▸ EXERCISE DIRECTIONS
Find every line in the data that contains the word "faded". Return each of those lines.

▸ EXERCISE MATERIALS
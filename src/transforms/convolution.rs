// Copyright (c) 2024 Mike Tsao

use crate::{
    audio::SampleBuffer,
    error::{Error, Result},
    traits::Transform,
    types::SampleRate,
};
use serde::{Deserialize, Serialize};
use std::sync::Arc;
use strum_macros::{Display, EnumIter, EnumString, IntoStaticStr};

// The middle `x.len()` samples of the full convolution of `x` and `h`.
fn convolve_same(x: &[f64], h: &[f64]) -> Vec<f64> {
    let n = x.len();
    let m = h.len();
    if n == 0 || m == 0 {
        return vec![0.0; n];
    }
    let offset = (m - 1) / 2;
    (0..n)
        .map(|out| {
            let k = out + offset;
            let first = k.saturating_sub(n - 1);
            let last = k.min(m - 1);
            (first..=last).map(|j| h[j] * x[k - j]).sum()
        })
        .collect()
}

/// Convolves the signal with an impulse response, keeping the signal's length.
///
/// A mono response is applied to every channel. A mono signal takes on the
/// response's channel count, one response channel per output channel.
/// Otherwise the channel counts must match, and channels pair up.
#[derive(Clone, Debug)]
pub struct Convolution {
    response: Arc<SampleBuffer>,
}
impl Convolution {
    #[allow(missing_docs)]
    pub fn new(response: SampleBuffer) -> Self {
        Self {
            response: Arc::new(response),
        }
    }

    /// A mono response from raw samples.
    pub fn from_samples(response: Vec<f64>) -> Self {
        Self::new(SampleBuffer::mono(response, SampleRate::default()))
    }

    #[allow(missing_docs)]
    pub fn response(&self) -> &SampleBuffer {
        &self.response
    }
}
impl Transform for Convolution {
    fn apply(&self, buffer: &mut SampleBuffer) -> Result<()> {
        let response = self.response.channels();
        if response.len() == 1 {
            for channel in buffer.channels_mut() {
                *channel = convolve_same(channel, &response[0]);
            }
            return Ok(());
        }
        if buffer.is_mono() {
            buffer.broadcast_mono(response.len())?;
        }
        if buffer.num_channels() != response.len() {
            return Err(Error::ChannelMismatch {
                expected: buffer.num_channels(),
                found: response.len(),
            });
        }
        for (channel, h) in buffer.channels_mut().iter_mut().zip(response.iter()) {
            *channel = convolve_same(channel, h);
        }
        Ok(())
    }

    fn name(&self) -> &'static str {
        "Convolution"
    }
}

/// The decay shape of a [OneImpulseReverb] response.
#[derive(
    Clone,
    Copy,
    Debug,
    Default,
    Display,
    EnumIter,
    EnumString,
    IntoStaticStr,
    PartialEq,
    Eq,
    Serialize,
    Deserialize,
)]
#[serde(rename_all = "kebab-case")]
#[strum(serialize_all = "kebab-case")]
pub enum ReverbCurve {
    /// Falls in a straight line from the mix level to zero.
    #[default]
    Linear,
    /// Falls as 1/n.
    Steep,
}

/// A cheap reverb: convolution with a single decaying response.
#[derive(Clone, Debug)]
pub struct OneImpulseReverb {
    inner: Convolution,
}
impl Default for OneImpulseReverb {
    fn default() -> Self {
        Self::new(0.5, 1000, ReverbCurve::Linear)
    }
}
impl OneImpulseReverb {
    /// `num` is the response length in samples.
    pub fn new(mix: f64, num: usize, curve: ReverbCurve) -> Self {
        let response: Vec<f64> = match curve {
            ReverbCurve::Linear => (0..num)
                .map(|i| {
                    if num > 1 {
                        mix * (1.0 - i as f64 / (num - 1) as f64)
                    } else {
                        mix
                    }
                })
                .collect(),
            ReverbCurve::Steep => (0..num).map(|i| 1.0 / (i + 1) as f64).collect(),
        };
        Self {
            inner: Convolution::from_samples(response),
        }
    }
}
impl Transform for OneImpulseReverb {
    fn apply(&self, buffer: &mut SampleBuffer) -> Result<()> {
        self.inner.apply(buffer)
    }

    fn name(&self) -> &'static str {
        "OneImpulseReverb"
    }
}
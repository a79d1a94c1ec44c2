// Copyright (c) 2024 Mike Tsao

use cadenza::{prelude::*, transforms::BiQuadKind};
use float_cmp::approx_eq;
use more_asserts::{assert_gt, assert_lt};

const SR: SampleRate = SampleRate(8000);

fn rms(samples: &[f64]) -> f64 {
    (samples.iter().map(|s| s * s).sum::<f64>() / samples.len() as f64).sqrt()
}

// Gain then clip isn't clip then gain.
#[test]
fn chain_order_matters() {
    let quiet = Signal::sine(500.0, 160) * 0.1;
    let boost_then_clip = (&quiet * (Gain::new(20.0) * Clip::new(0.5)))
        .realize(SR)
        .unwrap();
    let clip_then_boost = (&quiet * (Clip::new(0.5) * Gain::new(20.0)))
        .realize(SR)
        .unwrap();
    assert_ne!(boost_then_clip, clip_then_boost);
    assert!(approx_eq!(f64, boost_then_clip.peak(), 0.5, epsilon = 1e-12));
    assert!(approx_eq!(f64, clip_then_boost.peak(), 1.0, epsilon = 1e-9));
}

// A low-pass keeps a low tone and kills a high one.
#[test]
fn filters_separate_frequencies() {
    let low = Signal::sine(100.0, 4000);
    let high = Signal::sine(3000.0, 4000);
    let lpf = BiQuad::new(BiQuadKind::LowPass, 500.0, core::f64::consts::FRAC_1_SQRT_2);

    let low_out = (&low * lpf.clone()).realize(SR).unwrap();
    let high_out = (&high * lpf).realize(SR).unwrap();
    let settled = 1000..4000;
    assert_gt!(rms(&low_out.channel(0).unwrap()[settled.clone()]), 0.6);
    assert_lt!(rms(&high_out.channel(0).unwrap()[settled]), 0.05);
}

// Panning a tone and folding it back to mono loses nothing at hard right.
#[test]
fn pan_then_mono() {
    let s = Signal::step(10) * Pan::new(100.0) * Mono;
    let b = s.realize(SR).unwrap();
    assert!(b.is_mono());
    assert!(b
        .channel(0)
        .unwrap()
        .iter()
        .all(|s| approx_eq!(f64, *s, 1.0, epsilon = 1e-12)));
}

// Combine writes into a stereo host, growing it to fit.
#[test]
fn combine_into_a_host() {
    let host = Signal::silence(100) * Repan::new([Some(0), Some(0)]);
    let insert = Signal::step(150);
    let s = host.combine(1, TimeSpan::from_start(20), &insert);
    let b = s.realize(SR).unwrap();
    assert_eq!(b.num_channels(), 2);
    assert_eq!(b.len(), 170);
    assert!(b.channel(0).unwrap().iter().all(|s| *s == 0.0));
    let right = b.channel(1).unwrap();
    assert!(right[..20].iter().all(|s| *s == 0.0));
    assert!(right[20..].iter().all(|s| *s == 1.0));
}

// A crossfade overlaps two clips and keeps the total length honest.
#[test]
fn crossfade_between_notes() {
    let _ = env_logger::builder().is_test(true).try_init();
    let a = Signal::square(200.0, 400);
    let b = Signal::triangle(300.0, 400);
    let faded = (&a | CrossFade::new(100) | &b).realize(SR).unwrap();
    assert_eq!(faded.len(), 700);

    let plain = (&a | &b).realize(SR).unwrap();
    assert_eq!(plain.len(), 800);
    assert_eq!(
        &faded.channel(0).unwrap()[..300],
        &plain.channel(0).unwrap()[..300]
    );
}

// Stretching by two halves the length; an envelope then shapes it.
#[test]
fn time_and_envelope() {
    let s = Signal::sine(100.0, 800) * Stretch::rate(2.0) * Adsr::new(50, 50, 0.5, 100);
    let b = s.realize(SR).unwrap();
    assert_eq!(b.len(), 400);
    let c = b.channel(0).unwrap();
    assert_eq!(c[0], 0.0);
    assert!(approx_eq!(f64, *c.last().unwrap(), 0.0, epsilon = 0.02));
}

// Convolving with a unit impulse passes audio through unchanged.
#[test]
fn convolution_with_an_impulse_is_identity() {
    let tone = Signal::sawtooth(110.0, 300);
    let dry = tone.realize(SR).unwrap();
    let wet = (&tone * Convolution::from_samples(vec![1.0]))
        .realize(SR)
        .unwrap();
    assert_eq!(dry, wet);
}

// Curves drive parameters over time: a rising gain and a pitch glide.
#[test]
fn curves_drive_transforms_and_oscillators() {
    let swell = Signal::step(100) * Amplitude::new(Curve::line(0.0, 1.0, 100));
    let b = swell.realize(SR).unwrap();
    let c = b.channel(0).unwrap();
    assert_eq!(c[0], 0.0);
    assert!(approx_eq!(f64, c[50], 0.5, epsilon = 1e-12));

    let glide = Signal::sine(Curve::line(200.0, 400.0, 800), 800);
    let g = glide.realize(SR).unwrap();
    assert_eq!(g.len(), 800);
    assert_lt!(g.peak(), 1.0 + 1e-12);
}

▸ YOUR RESPONSE
    let faded = (&a | CrossFade::new(100) | &b).realize(SR).unwrap();
    assert_eq!(faded.len(), 700);
        &faded.channel(0).unwrap()[..300],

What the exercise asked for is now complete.